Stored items
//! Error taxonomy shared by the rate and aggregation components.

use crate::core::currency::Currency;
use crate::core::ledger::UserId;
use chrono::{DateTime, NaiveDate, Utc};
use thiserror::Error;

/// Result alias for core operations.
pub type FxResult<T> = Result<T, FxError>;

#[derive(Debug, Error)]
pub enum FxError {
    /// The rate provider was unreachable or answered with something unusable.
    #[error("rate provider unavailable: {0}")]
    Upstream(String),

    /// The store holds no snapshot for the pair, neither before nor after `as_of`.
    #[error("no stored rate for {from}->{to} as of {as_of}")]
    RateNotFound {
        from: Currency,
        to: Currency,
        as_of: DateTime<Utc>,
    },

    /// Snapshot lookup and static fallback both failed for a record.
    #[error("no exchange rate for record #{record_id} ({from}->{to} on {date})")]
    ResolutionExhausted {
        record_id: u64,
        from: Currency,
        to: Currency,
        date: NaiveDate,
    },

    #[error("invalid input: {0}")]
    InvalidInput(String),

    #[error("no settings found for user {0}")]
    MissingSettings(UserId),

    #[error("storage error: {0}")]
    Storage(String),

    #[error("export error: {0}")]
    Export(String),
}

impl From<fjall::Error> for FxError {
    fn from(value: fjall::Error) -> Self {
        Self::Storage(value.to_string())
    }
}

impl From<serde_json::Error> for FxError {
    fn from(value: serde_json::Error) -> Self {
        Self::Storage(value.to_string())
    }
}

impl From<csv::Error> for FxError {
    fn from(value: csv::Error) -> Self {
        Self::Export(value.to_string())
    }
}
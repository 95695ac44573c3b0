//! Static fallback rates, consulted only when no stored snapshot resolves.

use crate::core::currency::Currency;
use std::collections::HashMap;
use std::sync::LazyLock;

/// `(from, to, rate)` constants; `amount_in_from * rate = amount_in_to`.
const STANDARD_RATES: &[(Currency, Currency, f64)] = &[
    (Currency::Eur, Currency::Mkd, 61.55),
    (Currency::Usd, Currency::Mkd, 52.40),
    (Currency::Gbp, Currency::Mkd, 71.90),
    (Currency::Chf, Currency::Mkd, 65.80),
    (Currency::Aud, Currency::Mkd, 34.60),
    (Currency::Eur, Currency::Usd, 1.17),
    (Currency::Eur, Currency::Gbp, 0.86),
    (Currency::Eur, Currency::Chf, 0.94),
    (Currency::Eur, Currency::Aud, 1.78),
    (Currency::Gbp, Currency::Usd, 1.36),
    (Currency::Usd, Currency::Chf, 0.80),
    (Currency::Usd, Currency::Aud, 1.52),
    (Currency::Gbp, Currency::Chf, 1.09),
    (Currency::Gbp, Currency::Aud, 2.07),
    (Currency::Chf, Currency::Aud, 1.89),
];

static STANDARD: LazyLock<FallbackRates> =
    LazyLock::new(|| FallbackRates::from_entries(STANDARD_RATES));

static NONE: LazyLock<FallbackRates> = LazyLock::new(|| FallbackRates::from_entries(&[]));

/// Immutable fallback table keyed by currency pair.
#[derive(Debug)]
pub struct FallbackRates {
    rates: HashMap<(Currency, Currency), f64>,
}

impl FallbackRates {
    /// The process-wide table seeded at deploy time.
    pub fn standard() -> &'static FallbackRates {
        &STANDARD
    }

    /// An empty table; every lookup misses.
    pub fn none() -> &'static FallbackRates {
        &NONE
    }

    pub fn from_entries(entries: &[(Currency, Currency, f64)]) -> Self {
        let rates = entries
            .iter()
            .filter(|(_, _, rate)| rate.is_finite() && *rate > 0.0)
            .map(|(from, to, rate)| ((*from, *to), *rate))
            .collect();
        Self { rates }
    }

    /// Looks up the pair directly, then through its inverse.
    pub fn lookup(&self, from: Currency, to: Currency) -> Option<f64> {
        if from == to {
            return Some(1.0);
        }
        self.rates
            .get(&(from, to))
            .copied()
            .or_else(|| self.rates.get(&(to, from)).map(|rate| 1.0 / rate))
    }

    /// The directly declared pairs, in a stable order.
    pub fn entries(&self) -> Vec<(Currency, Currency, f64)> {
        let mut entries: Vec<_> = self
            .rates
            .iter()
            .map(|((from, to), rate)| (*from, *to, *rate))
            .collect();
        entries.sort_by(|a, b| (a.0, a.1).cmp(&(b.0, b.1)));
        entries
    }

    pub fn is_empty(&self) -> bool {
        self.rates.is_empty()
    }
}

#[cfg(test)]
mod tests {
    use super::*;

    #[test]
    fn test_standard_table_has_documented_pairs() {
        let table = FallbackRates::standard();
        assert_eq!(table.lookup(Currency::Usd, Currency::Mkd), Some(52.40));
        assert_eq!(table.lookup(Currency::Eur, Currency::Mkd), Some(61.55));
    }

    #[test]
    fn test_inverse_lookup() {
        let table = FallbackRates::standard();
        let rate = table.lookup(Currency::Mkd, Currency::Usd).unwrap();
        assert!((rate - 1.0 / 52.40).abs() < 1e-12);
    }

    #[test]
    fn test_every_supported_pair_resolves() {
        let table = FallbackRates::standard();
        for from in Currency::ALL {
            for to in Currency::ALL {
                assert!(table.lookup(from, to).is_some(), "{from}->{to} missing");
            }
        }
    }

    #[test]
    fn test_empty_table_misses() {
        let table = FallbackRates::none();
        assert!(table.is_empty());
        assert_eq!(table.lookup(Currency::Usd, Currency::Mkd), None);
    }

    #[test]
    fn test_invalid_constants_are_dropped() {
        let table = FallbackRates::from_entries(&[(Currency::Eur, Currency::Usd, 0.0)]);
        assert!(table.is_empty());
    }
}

> **Directions for this task**:
The answer must be the number of lines in the records where the string "impl" is found, stated alone.

> **Solved exercise**:
4